Tuesday, October 27, 2009

Margaret Yoon: Medea

Medea is quite different from the works we have read because of the power given to the female figure, Medea, as well as the important role the Chorus of women plays. Similar to how others think Clytemnestra is manly in Agamemnon, Medea shows characteristics that were thought to be manlike at the time, such as her aggressiveness and potency. Clytemnestra and Medea also use language very cunningly to realize their goals. For example, Clytemnestra receives her husband with great welcome, as if to present a pretense of joy, and Medea convinces Jason that she has turned from her foolish anger and realized his good purpose to ensure their sons a bright future. But their words are empty, for their underlying intentions involve murder. Medea is more extreme to me in her desire for revenge, however, because she goes so far to kill her own children. Even though she has moments of weakness and indecision as to whether she should kill her children or take them with her to Athens, when she thinks of Jason’s unfaithfulness, she is fully resolved to continue her schemes again.
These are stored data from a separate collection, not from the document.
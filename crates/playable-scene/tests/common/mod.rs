#![allow(dead_code)]

use std::sync::{Arc, Mutex};

use playable_config::PlayableConfig;
use playable_scene::providers::{AssetCatalog, AudioBackend, AudioError, PlayOptions};
use playable_scene::{Context, Playable, SceneRegistry};

pub const DT: f32 = 1.0 / 60.0;

/// Audio backend that records every playback request.
#[derive(Clone, Default)]
pub struct RecordingAudio {
    pub played: Arc<Mutex<Vec<String>>>,
}

impl RecordingAudio {
    pub fn played(&self) -> Vec<String> {
        self.played.lock().unwrap().clone()
    }

    pub fn count(&self, key: &str) -> usize {
        self.played.lock().unwrap().iter().filter(|k| *k == key).count()
    }
}

impl AudioBackend for RecordingAudio {
    fn play(&mut self, key: &str, _options: PlayOptions) -> Result<(), AudioError> {
        self.played.lock().unwrap().push(key.to_string());
        Ok(())
    }

    fn stop(&mut self, _key: &str) -> Result<(), AudioError> {
        Ok(())
    }

    fn set_master_volume(&mut self, _volume: f32) -> Result<(), AudioError> {
        Ok(())
    }

    fn is_playing(&self, _key: &str) -> bool {
        false
    }
}

pub fn context_with_audio() -> (Context, RecordingAudio) {
    let config = PlayableConfig::default();
    let audio = RecordingAudio::default();
    let assets = AssetCatalog::from_config(&config.assets);
    let ctx = Context::new(config, Box::new(audio.clone()), Box::new(assets));
    (ctx, audio)
}

pub fn playable_with_audio() -> (Playable, RecordingAudio) {
    let (ctx, audio) = context_with_audio();
    (Playable::with_registry(ctx, SceneRegistry::with_defaults()), audio)
}

/// Tick until `done` holds, panicking after `limit` frames.
pub fn run_until(playable: &mut Playable, limit: usize, mut done: impl FnMut(&Playable) -> bool) -> usize {
    for frame in 0..limit {
        if done(playable) {
            return frame;
        }
        playable.tick(DT);
    }
    assert!(done(playable), "condition not reached within {limit} frames");
    limit
}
I think it was noteworthy that Jason slanders her with being a foreigner, connecting her crimes to her origins. He says, “I was mad before, when I brought you from your palace in a land of savages into a Greek home-you, a living curse, already a traitor both to your father and your native land” (179). Jason is beyond angry at this point, but I don’t think that excuses him from saying this, for Medea committed those crimes for his sake. By condemning her for killing her brother and deceiving her homeland, he envelopes the misunderstanding that spans the whole play-that he does not appreciate her full devotion to him in the past, evident in his marriage to Creon’s daughter.